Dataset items

------------------------------------------------

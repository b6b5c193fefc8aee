//! Wire DTOs for request bodies and response envelopes.
//!
//! Responses wrap records in a named field (`{ "service": ... }`); the
//! envelopes here unwrap them before records reach callers.

use serde::{Deserialize, Serialize};

use crate::domain::{
    Incident, LoginCredentials, PublicOrganization, RegistrationMode, RegistrationRequest,
    Service, ServiceStatus,
};
use crate::domain::wire::null_as_default;

#[derive(Serialize)]
pub(super) struct LoginRequestDto<'a> {
    pub(super) email: &'a str,
    pub(super) password: &'a str,
}

impl<'a> From<&'a LoginCredentials> for LoginRequestDto<'a> {
    fn from(credentials: &'a LoginCredentials) -> Self {
        Self {
            email: credentials.email(),
            password: credentials.password(),
        }
    }
}

/// Registration body; only the selected mode's fields are serialised.
#[derive(Serialize)]
#[serde(rename_all = "camelCase")]
pub(super) struct RegisterRequestDto<'a> {
    pub(super) name: &'a str,
    pub(super) email: &'a str,
    pub(super) password: &'a str,
    #[serde(skip_serializing_if = "Option::is_none")]
    pub(super) organization_name: Option<&'a str>,
    #[serde(skip_serializing_if = "Option::is_none")]
    pub(super) organization_id: Option<&'a str>,
    #[serde(skip_serializing_if = "Option::is_none")]
    pub(super) invite_token: Option<&'a str>,
}

impl<'a> From<&'a RegistrationRequest> for RegisterRequestDto<'a> {
    fn from(request: &'a RegistrationRequest) -> Self {
        let (organization_name, organization_id, invite_token) = match request.mode() {
            RegistrationMode::CreateOrganization { organization_name } => {
                (Some(organization_name.as_str()), None, None)
            }
            RegistrationMode::JoinOrganization {
                organization_id,
                invite_token,
            } => (
                None,
                Some(organization_id.as_str()),
                Some(invite_token.as_str()),
            ),
        };
        Self {
            name: request.name(),
            email: request.email(),
            password: request.password(),
            organization_name,
            organization_id,
            invite_token,
        }
    }
}

#[derive(Debug, Serialize)]
pub(super) struct StatusChangeDto<'a> {
    pub(super) status: &'a ServiceStatus,
    pub(super) message: String,
}

#[derive(Debug, Deserialize)]
pub(super) struct OrganizationsEnvelope {
    #[serde(default, deserialize_with = "null_as_default")]
    pub(super) organizations: Vec<PublicOrganization>,
}

#[derive(Debug, Deserialize)]
pub(super) struct ServicesEnvelope {
    #[serde(default, deserialize_with = "null_as_default")]
    pub(super) services: Vec<Service>,
}

#[derive(Debug, Deserialize)]
pub(super) struct ServiceEnvelope {
    pub(super) service: Service,
}

#[derive(Debug, Deserialize)]
pub(super) struct IncidentsEnvelope {
    #[serde(default, deserialize_with = "null_as_default")]
    pub(super) incidents: Vec<Incident>,
}

#[derive(Debug, Deserialize)]
pub(super) struct IncidentEnvelope {
    pub(super) incident: Incident,
}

------------------------------------------------

◆ The task
Retype exactly the lines from the first line of the records above through the line containing "pub(super) name: &'a", both included, and nothing else.

◆ Solution for this problem
repository b6b5c193fefc8aee
//! Wire DTOs for request bodies and response envelopes.
//!
//! Responses wrap records in a named field (`{ "service": ... }`); the
//! envelopes here unwrap them before records reach callers.

use serde::{Deserialize, Serialize};

use crate::domain::{
    Incident, LoginCredentials, PublicOrganization, RegistrationMode, RegistrationRequest,
    Service, ServiceStatus,
};
use crate::domain::wire::null_as_default;

#[derive(Serialize)]
pub(super) struct LoginRequestDto<'a> {
    pub(super) email: &'a str,
    pub(super) password: &'a str,
}

impl<'a> From<&'a LoginCredentials> for LoginRequestDto<'a> {
    fn from(credentials: &'a LoginCredentials) -> Self {
        Self {
            email: credentials.email(),
            password: credentials.password(),
        }
    }
}

/// Registration body; only the selected mode's fields are serialised.
#[derive(Serialize)]
#[serde(rename_all = "camelCase")]
pub(super) struct RegisterRequestDto<'a> {
    pub(super) name: &'a str,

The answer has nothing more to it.